WHAT THIS TASK INVOLVES
What lines of the material below hold the string "bail"? Copy them out.

DATA
——
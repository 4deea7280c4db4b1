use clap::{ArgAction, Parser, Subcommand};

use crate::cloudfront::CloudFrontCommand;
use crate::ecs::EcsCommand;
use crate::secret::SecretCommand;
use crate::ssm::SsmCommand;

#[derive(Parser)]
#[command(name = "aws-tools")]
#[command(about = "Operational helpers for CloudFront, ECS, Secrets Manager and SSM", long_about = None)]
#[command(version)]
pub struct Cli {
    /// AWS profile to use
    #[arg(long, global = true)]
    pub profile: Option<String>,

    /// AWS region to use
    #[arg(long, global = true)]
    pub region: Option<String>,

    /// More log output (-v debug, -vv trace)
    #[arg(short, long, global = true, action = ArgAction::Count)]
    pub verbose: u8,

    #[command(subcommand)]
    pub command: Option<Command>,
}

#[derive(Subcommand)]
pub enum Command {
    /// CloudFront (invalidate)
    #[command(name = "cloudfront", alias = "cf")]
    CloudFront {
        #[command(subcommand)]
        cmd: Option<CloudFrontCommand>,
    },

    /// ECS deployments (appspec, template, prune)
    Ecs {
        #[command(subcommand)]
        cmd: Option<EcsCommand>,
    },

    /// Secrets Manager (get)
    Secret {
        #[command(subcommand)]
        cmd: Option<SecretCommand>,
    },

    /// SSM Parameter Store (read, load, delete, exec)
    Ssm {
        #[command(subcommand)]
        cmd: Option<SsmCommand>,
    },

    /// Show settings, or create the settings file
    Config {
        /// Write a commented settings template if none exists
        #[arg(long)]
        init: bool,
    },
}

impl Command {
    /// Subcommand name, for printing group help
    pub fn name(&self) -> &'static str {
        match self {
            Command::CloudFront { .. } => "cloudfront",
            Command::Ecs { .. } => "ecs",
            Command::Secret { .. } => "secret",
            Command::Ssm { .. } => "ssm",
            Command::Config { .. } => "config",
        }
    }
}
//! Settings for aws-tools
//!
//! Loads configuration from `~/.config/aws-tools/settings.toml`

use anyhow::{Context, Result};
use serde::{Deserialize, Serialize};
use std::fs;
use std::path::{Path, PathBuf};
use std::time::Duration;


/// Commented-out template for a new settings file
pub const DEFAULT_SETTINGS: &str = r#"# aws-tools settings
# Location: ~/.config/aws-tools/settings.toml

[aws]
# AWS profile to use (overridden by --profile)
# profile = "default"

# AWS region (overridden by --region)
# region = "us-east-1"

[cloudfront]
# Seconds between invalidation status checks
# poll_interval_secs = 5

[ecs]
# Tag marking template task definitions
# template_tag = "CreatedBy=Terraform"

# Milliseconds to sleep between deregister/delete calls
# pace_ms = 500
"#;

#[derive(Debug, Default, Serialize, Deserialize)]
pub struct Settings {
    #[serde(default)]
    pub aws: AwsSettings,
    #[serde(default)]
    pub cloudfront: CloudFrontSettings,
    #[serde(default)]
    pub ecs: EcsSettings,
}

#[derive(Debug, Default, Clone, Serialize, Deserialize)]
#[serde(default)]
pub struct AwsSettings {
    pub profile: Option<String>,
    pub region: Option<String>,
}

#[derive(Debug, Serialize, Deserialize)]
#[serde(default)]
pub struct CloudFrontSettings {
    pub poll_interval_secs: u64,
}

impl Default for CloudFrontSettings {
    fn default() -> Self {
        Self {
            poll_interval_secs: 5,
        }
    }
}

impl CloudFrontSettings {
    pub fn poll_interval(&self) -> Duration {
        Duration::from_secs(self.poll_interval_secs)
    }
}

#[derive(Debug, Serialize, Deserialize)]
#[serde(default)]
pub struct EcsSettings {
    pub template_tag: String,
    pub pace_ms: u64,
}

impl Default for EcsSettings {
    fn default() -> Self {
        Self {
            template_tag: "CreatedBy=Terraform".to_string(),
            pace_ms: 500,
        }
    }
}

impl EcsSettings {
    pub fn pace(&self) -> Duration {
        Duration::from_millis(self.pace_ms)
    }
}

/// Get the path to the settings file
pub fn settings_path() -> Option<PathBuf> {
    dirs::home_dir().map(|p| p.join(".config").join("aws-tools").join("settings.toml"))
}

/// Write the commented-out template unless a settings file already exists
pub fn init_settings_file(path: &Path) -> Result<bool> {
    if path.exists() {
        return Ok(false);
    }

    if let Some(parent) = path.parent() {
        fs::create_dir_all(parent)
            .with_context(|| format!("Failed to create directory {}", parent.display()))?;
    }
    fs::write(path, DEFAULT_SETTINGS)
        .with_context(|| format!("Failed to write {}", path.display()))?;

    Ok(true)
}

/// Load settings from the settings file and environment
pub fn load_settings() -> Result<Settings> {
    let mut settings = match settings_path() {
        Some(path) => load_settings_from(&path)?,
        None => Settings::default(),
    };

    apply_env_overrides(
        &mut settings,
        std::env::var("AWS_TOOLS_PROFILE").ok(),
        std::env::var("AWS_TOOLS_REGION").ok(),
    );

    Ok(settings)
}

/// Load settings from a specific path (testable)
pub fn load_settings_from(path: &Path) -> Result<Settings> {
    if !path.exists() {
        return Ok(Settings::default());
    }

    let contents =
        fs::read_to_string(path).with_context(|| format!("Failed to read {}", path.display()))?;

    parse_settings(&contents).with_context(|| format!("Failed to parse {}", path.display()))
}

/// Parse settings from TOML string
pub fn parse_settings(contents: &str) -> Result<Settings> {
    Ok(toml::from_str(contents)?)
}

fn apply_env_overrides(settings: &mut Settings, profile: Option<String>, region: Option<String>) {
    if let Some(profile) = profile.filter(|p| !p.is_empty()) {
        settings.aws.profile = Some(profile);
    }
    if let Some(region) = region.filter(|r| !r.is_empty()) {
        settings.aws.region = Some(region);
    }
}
——
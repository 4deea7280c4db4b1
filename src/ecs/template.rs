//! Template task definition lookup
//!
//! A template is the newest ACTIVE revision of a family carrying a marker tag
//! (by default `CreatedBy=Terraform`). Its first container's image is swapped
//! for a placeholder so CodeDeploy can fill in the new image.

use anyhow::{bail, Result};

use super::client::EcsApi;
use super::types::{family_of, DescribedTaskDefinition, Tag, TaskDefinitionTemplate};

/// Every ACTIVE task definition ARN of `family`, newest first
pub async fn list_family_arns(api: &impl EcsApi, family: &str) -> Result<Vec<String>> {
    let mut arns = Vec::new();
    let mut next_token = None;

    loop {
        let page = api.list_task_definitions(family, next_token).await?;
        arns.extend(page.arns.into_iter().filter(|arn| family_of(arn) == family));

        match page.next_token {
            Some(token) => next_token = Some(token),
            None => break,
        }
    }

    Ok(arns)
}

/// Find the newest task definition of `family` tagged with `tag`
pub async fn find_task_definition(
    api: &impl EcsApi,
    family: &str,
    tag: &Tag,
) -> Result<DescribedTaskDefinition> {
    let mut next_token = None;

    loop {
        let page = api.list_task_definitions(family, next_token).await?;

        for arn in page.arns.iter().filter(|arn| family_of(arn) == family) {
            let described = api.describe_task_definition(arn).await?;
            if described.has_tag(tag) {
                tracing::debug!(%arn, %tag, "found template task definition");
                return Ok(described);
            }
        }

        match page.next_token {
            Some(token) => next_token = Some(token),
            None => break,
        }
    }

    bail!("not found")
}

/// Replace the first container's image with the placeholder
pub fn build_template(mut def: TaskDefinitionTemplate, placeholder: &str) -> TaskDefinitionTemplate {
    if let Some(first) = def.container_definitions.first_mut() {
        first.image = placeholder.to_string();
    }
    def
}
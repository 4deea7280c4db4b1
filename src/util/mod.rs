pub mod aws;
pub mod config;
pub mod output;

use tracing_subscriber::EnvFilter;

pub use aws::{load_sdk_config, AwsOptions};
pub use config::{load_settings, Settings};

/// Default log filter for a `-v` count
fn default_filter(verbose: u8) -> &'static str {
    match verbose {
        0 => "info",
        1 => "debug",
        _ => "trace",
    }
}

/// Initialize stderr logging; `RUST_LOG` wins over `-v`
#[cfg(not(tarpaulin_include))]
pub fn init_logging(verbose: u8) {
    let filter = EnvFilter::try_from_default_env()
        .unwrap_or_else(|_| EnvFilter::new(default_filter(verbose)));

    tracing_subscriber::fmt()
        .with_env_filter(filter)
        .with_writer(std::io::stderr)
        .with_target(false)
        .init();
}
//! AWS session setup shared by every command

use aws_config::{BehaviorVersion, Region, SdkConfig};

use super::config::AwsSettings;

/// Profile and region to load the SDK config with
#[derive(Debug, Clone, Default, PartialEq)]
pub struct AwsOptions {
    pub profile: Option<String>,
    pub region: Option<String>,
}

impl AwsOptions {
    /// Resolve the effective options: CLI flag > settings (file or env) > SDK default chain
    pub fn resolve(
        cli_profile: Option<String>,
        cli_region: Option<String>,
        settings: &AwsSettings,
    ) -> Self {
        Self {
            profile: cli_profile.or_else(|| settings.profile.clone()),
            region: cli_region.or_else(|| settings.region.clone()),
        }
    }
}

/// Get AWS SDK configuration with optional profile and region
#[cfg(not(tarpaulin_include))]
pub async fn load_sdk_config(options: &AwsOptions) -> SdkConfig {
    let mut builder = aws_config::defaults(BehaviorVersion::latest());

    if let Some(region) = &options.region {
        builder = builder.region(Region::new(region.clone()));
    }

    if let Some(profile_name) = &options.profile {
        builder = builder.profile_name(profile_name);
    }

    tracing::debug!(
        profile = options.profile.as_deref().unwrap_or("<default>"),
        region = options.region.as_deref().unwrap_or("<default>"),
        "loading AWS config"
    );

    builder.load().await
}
——
ANSWER TO THIS EXERCISE
use anyhow::{bail, Result};
    bail!("not found")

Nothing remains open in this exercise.